Vedere Allan Bay armeggiare tra i fornelli è come assistere all’assolo di un ballerino della Scala, oppure alla performance di un navigato direttore d’orchestra: al posto della bacchetta, il mestolo in mano; invece del farfallino, un immacolato grembiule bianco; e al posto degli strumenti musicali, ingredienti e materie prime. Ma l’alchimia dei gesti e la sinfonia del risultato finale sono ugualmente musica, anche se per il palato. E se di notte sogna di essere il Conte di Rumford, di giorno si deve “accontentare” di essere “solo” il re dei gourmet, ai quali ogni settimana, dalle colonne Corriere della Sera, infiamma l’estro creativo svelando trucchi e snocciolando consigli e ricette.

Cucinare con gli avanzi è un argomento molto di moda degli ultimi tempi, come mai?

Perché oggi c’è un’attenzione maggiore e un’etica ritrovata anche grazie alla crisi. Dal punto di vista macroeconomico, però, servirebbe di più saper acquistare e conservare bene: quando siamo a casa non sappiamo mai come conservare al meglio il cibo che compriamo, così, alla fine, si buttano un sacco di cose, oppure si cucinano e poi avanzano. Solitamente gli avanzi si mangiano freddi, mentre in realtà ci sono moltissimi modi per far sì che si trasformino in altre buone ricette: il compito di suggerire come fare spetta, anche, a noi giornalisti.

 

Allan Bay per molti è un guru e uno che fa tendenza in cucina. Dopo la cucina degli avanzi, quali saranno i prossimi trend?

Forse la prossima tendenza, quella che più che altro mi auguro prenda piede, sarà come conservare in modo ottimale, un aspetto che, come dicevo prima, è ben più importante del cucinare con gli avanzi.

C’è una ricetta per uscire dalla crisi che ha colpito inevitabilmente anche la ristorazione?

Non c’è una ricetta per tutti, perché ogni locale e ogni chef è diverso dall’altro: non esiste, quindi, un’unica via d’uscita, ce ne sono molte e ognuno deve trovare quella che fa per lui, secondo la sua clientela, il luogo dove si trova e la sua personalissima propensione. In  generale, comunque, ritengo che oggi gli chef debbano imparare a comperare meglio, dedicare più tempo agli acquisti. Questo significa non comprare solo dai soliti noti, ma fare un lavoro lungo e faticoso come quello di andare a caccia di piccoli produttori. Inoltre, vanno ricercati prodotti ottimi, ma meno nobili: anche con una buona cipolla si fanno piatti eccellenti. A livello internazionale, poi, è epocale l’apertura di tutto il mondo all’haute cuisine, che una volta era francese, tedesca, svizzera e un po’ italiana, mentre adesso è anche americana, scandinava e così via, per non parlare dei maestri cinesi e giapponesi.
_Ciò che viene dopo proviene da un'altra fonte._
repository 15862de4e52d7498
// src/domain/article/validation.rs
use crate::domain::article::category::{AffiliateType, Category};
use crate::domain::article::entity::ArticleFields;
use crate::domain::article::value_objects::{
    AffiliateLink, ArticleContent, ArticleExcerpt, ArticleTitle, CONTENT_MAX_CHARS,
    EXCERPT_MAX_CHARS, IMAGE_ALT_MAX_CHARS, ImageAlt, ImageUrl, TITLE_MAX_CHARS,
};
use crate::domain::errors::DomainError;
use thiserror::Error;

#[derive(Debug, Clone, PartialEq, Eq, Error)]
pub enum ValidationIssue {
    #[error("title is required")]
    TitleMissing,
    #[error("title is too long (max {TITLE_MAX_CHARS} characters)")]
    TitleTooLong,
    #[error("category is invalid")]
    CategoryInvalid,
    #[error("excerpt is required")]
    ExcerptMissing,
    #[error("excerpt is too long (max {EXCERPT_MAX_CHARS} characters)")]
    ExcerptTooLong,
    #[error("content is required")]
    ContentMissing,
    #[error("content is too long (max {CONTENT_MAX_CHARS} characters)")]
    ContentTooLong,
    #[error("image url is required")]
    ImageUrlMissing,
    #[error("image url is invalid (http(s) url or site path expected)")]
    ImageUrlInvalid,
    #[error("image alt text is required")]
    ImageAltMissing,
    #[error("image alt text is too long (max {IMAGE_ALT_MAX_CHARS} characters)")]
    ImageAltTooLong,
    #[error("affiliate link is invalid (must start with http:// or https://)")]
    AffiliateLinkInvalid,
    #[error("affiliate type is invalid")]
    AffiliateTypeInvalid,
}

/// Raw article input as submitted by the admin form.
#[derive(Debug, Clone, Default)]
pub struct ArticleDraft {
    pub title: String,
    pub category: String,
    pub excerpt: String,
    pub content: String,
    pub image_url: String,
    pub image_alt: String,
    pub affiliate_link: Option<String>,
    pub affiliate_type: Option<String>,
}

fn check_text(value: &str, max: usize, missing: ValidationIssue, too_long: ValidationIssue, issues: &mut Vec<ValidationIssue>) {
    if value.is_empty() {
        issues.push(missing);
    } else if value.chars().count() > max {
        issues.push(too_long);
    }
}

impl ArticleDraft {
    /// Trim surrounding whitespace from every free-text field.
    pub fn normalized(self) -> Self {
        Self {
            title: self.title.trim().to_string(),
            category: self.category.trim().to_string(),
            excerpt: self.excerpt.trim().to_string(),
            content: self.content.trim().to_string(),
            image_url: self.image_url.trim().to_string(),
            image_alt: self.image_alt.trim().to_string(),
            affiliate_link: self
                .affiliate_link
                .map(|link| link.trim().to_string())
                .filter(|link| !link.is_empty()),
            affiliate_type: self
                .affiliate_type
                .map(|kind| kind.trim().to_string())
                .filter(|kind| !kind.is_empty()),
        }
    }

    /// Every problem with the draft, in form order. Empty when the draft is valid.
    pub fn issues(&self) -> Vec<ValidationIssue> {
        let mut issues = Vec::new();

        check_text(&self.title, TITLE_MAX_CHARS, ValidationIssue::TitleMissing, ValidationIssue::TitleTooLong, &mut issues);

        if self.category.parse::<Category>().is_err() {
            issues.push(ValidationIssue::CategoryInvalid);
        }

        check_text(&self.excerpt, EXCERPT_MAX_CHARS, ValidationIssue::ExcerptMissing, ValidationIssue::ExcerptTooLong, &mut issues);
        check_text(&self.content, CONTENT_MAX_CHARS, ValidationIssue::ContentMissing, ValidationIssue::ContentTooLong, &mut issues);

        if self.image_url.is_empty() {
            issues.push(ValidationIssue::ImageUrlMissing);
        } else if ImageUrl::new(self.image_url.clone()).is_err() {
            issues.push(ValidationIssue::ImageUrlInvalid);
        }

        check_text(&self.image_alt, IMAGE_ALT_MAX_CHARS, ValidationIssue::ImageAltMissing, ValidationIssue::ImageAltTooLong, &mut issues);

        if let Some(link) = &self.affiliate_link {
            if AffiliateLink::new(link.clone()).is_err() {
                issues.push(ValidationIssue::AffiliateLinkInvalid);
            }
        }

        if let Some(kind) = &self.affiliate_type {
            if kind.parse::<AffiliateType>().is_err() {
                issues.push(ValidationIssue::AffiliateTypeInvalid);
            }
        }

        issues
    }

    /// Normalize, validate and convert into typed fields.
    pub fn into_fields(self) -> Result<ArticleFields, DomainError> {
        let draft = self.normalized();
        let issues = draft.issues();
        if !issues.is_empty() {
            let message = issues
                .iter()
                .map(ToString::to_string)
                .collect::<Vec<_>>()
                .join("; ");
            return Err(DomainError::Validation(message));
        }

        Ok(ArticleFields {
            title: ArticleTitle::new(draft.title)?,
            category: draft.category.parse()?,
            excerpt: ArticleExcerpt::new(draft.excerpt)?,
            content: ArticleContent::new(draft.content)?,
            image_url: ImageUrl::new(draft.image_url)?,
            image_alt: ImageAlt::new(draft.image_alt)?,
            affiliate_link: draft.affiliate_link.map(AffiliateLink::new).transpose()?,
            affiliate_type: draft
                .affiliate_type
                .map(|kind| kind.parse())
                .transpose()?
                .unwrap_or_default(),
        })
    }
}
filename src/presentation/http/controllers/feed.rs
// src/presentation/http/controllers/feed.rs
use crate::presentation::http::error::{HttpResult, IntoHttpResult};
use crate::presentation::http::extractors::Authenticated;
use crate::presentation::http::state::HttpState;
use axum::{
    Extension,
    response::sse::{Event, KeepAlive, Sse},
};
use tokio_stream::{
    Stream, StreamExt,
    wrappers::{BroadcastStream, errors::BroadcastStreamRecvError},
};

#[utoipa::path(
    get,
    path = "/api/v1/articles/live",
    responses(
        (status = 200, description = "Server-sent `snapshot` events: the current collection, then one per change.",
            content_type = "text/event-stream", body = crate::application::dto::ArticleSnapshot),
        (status = 401, description = "Missing or invalid token.", body = crate::presentation::http::error::ErrorResponse)
    ),
    tag = "Articles"
)]
pub async fn live_articles(
    Extension(state): Extension<HttpState>,
    Authenticated(user): Authenticated,
) -> HttpResult<Sse<impl Stream<Item = Result<Event, axum::Error>>>> {
    let queries = &state.services.article_queries;

    // Subscribe first so no change between the snapshot read and the
    // subscription is lost.
    let receiver = queries.subscribe(&user).into_http()?;
    let initial = queries
        .current_snapshot(&user, state.services.clock().now())
        .await
        .into_http()?;
    let initial_revision = initial.revision;
    tracing::debug!(uid = %user.id, revision = initial_revision, "live subscriber connected");

    let updates = BroadcastStream::new(receiver).filter_map(move |message| match message {
        Ok(snapshot) if snapshot.revision > initial_revision => Some(snapshot),
        Ok(_) => None,
        Err(BroadcastStreamRecvError::Lagged(skipped)) => {
            tracing::debug!(skipped, "live subscriber lagged");
            None
        }
    });

    let stream = tokio_stream::once(initial)
        .chain(updates)
        .map(|snapshot| {
            Event::default()
                .event("snapshot")
                .id(snapshot.revision.to_string())
                .json_data(snapshot.as_ref())
        });

    Ok(Sse::new(stream).keep_alive(KeepAlive::default()))
}
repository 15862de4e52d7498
// src/infrastructure/feed.rs
use crate::application::{dto::ArticleSnapshot, ports::feed::ArticleFeed};
use std::sync::{Arc, RwLock};
use tokio::sync::broadcast;

/// In-process fan-out of article snapshots. Slow receivers lag and skip
/// to newer snapshots; the latest one is kept for late subscribers.
pub struct BroadcastArticleFeed {
    sender: broadcast::Sender<Arc<ArticleSnapshot>>,
    latest: RwLock<Option<Arc<ArticleSnapshot>>>,
}

impl BroadcastArticleFeed {
    pub fn new(capacity: usize) -> Self {
        let (sender, _) = broadcast::channel(capacity.max(1));
        Self {
            sender,
            latest: RwLock::new(None),
        }
    }
}

impl ArticleFeed for BroadcastArticleFeed {
    fn publish(&self, snapshot: Arc<ArticleSnapshot>) {
        match self.latest.write() {
            Ok(mut latest) => *latest = Some(Arc::clone(&snapshot)),
            Err(poisoned) => *poisoned.into_inner() = Some(Arc::clone(&snapshot)),
        }
        let receivers = self.sender.send(snapshot).unwrap_or(0);
        tracing::debug!(receivers, "article snapshot broadcast");
    }

    fn subscribe(&self) -> broadcast::Receiver<Arc<ArticleSnapshot>> {
        self.sender.subscribe()
    }

    fn latest(&self) -> Option<Arc<ArticleSnapshot>> {
        match self.latest.read() {
            Ok(latest) => latest.clone(),
            Err(poisoned) => poisoned.into_inner().clone(),
        }
    }
}
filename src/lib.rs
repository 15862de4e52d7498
pub mod application;
pub mod config;
pub mod domain;
pub mod infrastructure;
pub mod presentation;
// src/infrastructure/repositories/mod.rs
mod error;
mod postgres_article;

pub use error::map_sqlx;
pub use postgres_article::{PostgresArticleReadRepository, PostgresArticleWriteRepository};
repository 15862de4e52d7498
pub mod category;
pub mod entity;
pub mod filter;
pub mod repository;
pub mod validation;
pub mod value_objects;

pub use category::{AffiliateType, Category, Section, SubCategory};
pub use entity::{Article, ArticleFields, NewArticle};
pub use filter::{ArticleFilter, related_articles, sort_catalogue};
pub use repository::{ArticleReadRepository, ArticleWriteRepository};
pub use validation::{ArticleDraft, ValidationIssue};
pub use value_objects::{
    AffiliateLink, ArticleContent, ArticleExcerpt, ArticleId, ArticleSlug, ArticleTitle, ImageAlt,
    ImageUrl,
};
Il mondo dell’alta cucina, insomma, è diventato globale e questo è molto positivo. Oggi, quindi, dobbiamo semplicemente partecipare a una gara internazionale, dominando tutte le nuove tecniche. Per farlo, bisogna studiare, acquistare bene, pensare a piatti con ingredienti meno costosi, ma poi il resto lo fa l’istinto, che è diverso per ognuno di noi.

Quali sono gli strumenti che non devono assolutamente mancare nella cucina di uno chef casalingo?
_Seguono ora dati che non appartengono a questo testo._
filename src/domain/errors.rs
// src/domain/errors.rs
use thiserror::Error;

pub type DomainResult<T> = Result<T, DomainError>;

/// Failures raised by domain rules and by the storage adapters.
#[derive(Debug, Error)]
pub enum DomainError {
    #[error("validation error: {0}")]
    Validation(String),
    #[error("conflict: {0}")]
    Conflict(String),
    #[error("not found: {0}")]
    NotFound(String),
    #[error("persistence error: {0}")]
    Persistence(String),
}
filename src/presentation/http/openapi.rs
// src/presentation/http/openapi.rs
use axum::{Router, response::Redirect, routing::get};
use std::{collections::HashSet, env};
use utoipa::openapi::{
    Components,
    security::{Http, HttpAuthScheme, SecurityScheme},
    server::Server,
};
use utoipa::{Modify, OpenApi};
use utoipa_redoc::{Redoc, Servable};
use utoipa_swagger_ui::SwaggerUi;

#[derive(OpenApi)]
#[openapi(
    paths(
        crate::presentation::http::controllers::auth::sign_in_anonymously,
        crate::presentation::http::controllers::auth::login,
        crate::presentation::http::controllers::auth::profile,
        crate::presentation::http::controllers::views::resolve_view,
        crate::presentation::http::controllers::articles::list_articles,
        crate::presentation::http::controllers::articles::get_article,
        crate::presentation::http::controllers::articles::get_article_by_slug,
        crate::presentation::http::controllers::articles::create_article,
        crate::presentation::http::controllers::articles::update_article,
        crate::presentation::http::controllers::articles::delete_article,
        crate::presentation::http::controllers::feed::live_articles,
        crate::presentation::http::controllers::admin::preview_article,
        crate::presentation::http::controllers::admin::analytics,
        crate::presentation::http::controllers::site::sitemap,
        crate::presentation::http::controllers::site::health
    ),
    components(
        schemas(
            crate::presentation::http::error::ErrorResponse,
            crate::presentation::http::controllers::site::StatusResponse,
            crate::presentation::http::controllers::auth::LoginRequest,
            crate::presentation::http::controllers::auth::LoginResponse,
            crate::presentation::http::controllers::articles::ArticleListParams,
            crate::presentation::http::controllers::articles::ArticleRequest,
            crate::presentation::http::controllers::admin::AnalyticsResponse,
            crate::application::dto::AuthTokenDto,
            crate::application::dto::ProfileDto,
            crate::application::dto::ArticleDto,
            crate::application::dto::ArticleCardDto,
            crate::application::dto::ArticleSnapshot,
            crate::application::dto::ViewDto,
            crate::application::dto::ViewContent,
            crate::application::dto::PageMetaDto,
            crate::application::dto::MetaTagDto,
            crate::application::dto::BreadcrumbItemDto,
            crate::application::dto::CatalogueViewDto,
            crate::application::dto::ArticleViewDto,
            crate::application::dto::AffiliateCtaDto,
            crate::application::dto::PageViewDto,
            crate::application::dto::AdminViewDto
        )
    ),
    tags(
        (name = "Auth", description = "Visitor and administrator sessions"),
        (name = "Views", description = "Page resolution for the public site"),
        (name = "Articles", description = "Product test catalogue"),
        (name = "Admin", description = "Editorial console"),
        (name = "System", description = "System level endpoints")
    ),
    modifiers(&ApiDocCustomizer),
    security(("bearerAuth" = [])),
    info(
        title = "Le Choix de Clara API",
        description = "Catalogue, page views and editorial console for LeChoixDeClara.fr",
        version = "0.1.0"
    )
)]
pub struct ApiDoc;

struct ApiDocCustomizer;

impl Modify for ApiDocCustomizer {
    fn modify(&self, openapi: &mut utoipa::openapi::OpenApi) {
        let components = openapi.components.get_or_insert_with(Components::default);
        let mut http = Http::new(HttpAuthScheme::Bearer);
        http.bearer_format = Some("Biscuit".into());
        components.add_security_scheme("bearerAuth", SecurityScheme::Http(http));

        let servers = openapi.servers.get_or_insert_with(Vec::new);
        servers.clear();

        let mut urls: Vec<String> = env::var("PUBLIC_API_URLS")
            .ok()
            .map(|value| {
                value
                    .split(',')
                    .map(str::trim)
                    .filter(|segment| !segment.is_empty())
                    .map(|segment| segment.trim_end_matches('/').to_string())
                    .collect()
            })
            .unwrap_or_default();

        if !urls.iter().any(|url| url == "http://localhost:8080") {
            urls.push("http://localhost:8080".to_string());
        }

        let mut seen = HashSet::new();
        for url in urls {
            if seen.insert(url.clone()) {
                servers.push(Server::new(url));
            }
        }
    }
}

pub fn docs_router() -> Router {
    let openapi = ApiDoc::openapi();
    let swagger = SwaggerUi::new("/docs").url("/openapi.json", openapi.clone());
    let redoc = Redoc::with_url("/redoc", openapi);
    // The Swagger UI router also serves the document at /openapi.json.
    Router::new()
        .merge(swagger)
        .merge(redoc)
        .route("/", get(|| async { Redirect::permanent("/docs") }))
}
Sicuramente la bilancia al grammo, perché l’occhio tradisce sempre. Siamo tutti abituati a guardare le ricette e ad ispirarci ad esse: il mio consiglio, invece, è di farle, seguendo precisamente gli ingredienti. In seconda battuta, non devono mancare dei buoni coltelli, ma raramente, invece, si acquistano. Quando vado a casa di qualche amico a cucinare, porto sempre con me i miei coltelli, e non capita mai che non li usi…
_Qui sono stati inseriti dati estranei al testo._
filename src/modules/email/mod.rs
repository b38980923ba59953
pub mod console;
pub mod manager;
mod setup;
pub mod smtp;
pub mod templates;

pub use console::ConsoleNotifier;
pub use manager::SecureEmailManager;
pub use setup::setup_email_credentials;
pub use smtp::{SmtpCredentials, SmtpNotifier};

use thiserror::Error;

#[derive(Debug, Error)]
pub enum EmailError {
    #[error("SMTP credentials unavailable: {0}")]
    Credentials(String),
    #[error("invalid email address: {0}")]
    Address(String),
    #[error("failed to build email: {0}")]
    Build(String),
    #[error("failed to send email: {0}")]
    Transport(String),
}

/// Delivers activation and reset links to an address.
///
/// The credential manager logs a failed delivery but never rolls back the
/// state change that produced the link.
pub trait Notifier: Send + Sync {
    fn send_activation_email(&self, email: &str, activation_link: &str) -> Result<(), EmailError>;
    fn send_password_reset_email(&self, email: &str, reset_link: &str) -> Result<(), EmailError>;
}

impl<T: Notifier + ?Sized> Notifier for std::sync::Arc<T> {
    fn send_activation_email(&self, email: &str, activation_link: &str) -> Result<(), EmailError> {
        (**self).send_activation_email(email, activation_link)
    }

    fn send_password_reset_email(&self, email: &str, reset_link: &str) -> Result<(), EmailError> {
        (**self).send_password_reset_email(email, reset_link)
    }
}

impl<T: Notifier + ?Sized> Notifier for Box<T> {
    fn send_activation_email(&self, email: &str, activation_link: &str) -> Result<(), EmailError> {
        (**self).send_activation_email(email, activation_link)
    }

    fn send_password_reset_email(&self, email: &str, reset_link: &str) -> Result<(), EmailError> {
        (**self).send_password_reset_email(email, reset_link)
    }
}

/// Build a `<base-url>?token=<token>` link
pub fn build_link(base_url: &str, token: &str) -> String {
    let separator = if base_url.contains('?') { '&' } else { '?' };
    format!("{}{}token={}", base_url, separator, token)
}

#[cfg(test)]
mod tests {
    use super::*;

    #[test]
    fn test_build_link() {
        assert_eq!(
            build_link("https://yourapp.com/activate", "abc"),
            "https://yourapp.com/activate?token=abc"
        );
        assert_eq!(
            build_link("https://yourapp.com/reset?lang=en", "abc"),
            "https://yourapp.com/reset?lang=en&token=abc"
        );
    }
}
Lei ha pubblicato oltre venti libri e, tra le altre cose, ha curato l’introduzione del libro di  Roberta Schira L’amore goloso, una raccolta di ricette per sedurre in cucina il proprio lui o la propria lei. Ci sono secondo lei dei piatti unisex e infallibili, chiunque sia l’invitato a cena, per conquistare a tavola?

Direi di no, perché per fortuna non ci sono donne e uomini uguali. Puoi trovare una donna che adora la trippa e un’altra che appena se la vede davanti scappa a gambe levate, una che va pazza per lo Champagne e un’altra che non beve vino, anche se in questo caso un’astemia sarebbe meglio evitare di invitarla a cena…

E per conquistare Allan Bay, cosa bisogna cucinare?

Oh… Cose semplici con ottime materie prime. E non fare piatti difficilissimi, come la pasta al pomodoro: meglio un bollito misto, che non è poi così complicato da fare. In generale, comunque, io sono uno da salato, il dolce non so neanche cosa sia.

Quali sono i piatti che un gourmet dovrebbe mangiare almeno una volta nella vita?

Tutti i piatti buoni. Un vero gourmet deve aver voglia di mangiare tutto, non può dire “questo non lo mangio perché non mi piace”.

C’è qualcosa della cucina che avrebbe voluto inventare lei?

Avrei voluto inventare tutte le cose di successo, come il Roner, lo straordinario strumento che permette di cuocere a bagnomaria a temperatura controllata, che ha rappresentato  una svolta epocale in cucina.  Mi piacerebbe essere io l’inventore di tutte le tecniche nuove, ma mi accontenterei anche solo di aver creato il pacojet, che permette con una sola operazione e in pochi secondi di sminuzzare, trasformare e mantecare un base precedentemente congelata in un apposito recipiente. Ma più di tutti avrei voluto essere come Benjamin Thompson, meglio conosciuto come il Conte di Rumford, inventore della cottura a bassa temperatura, della cucina economica e del caminetto, oppure essere quello che ha portato in Europa le patate.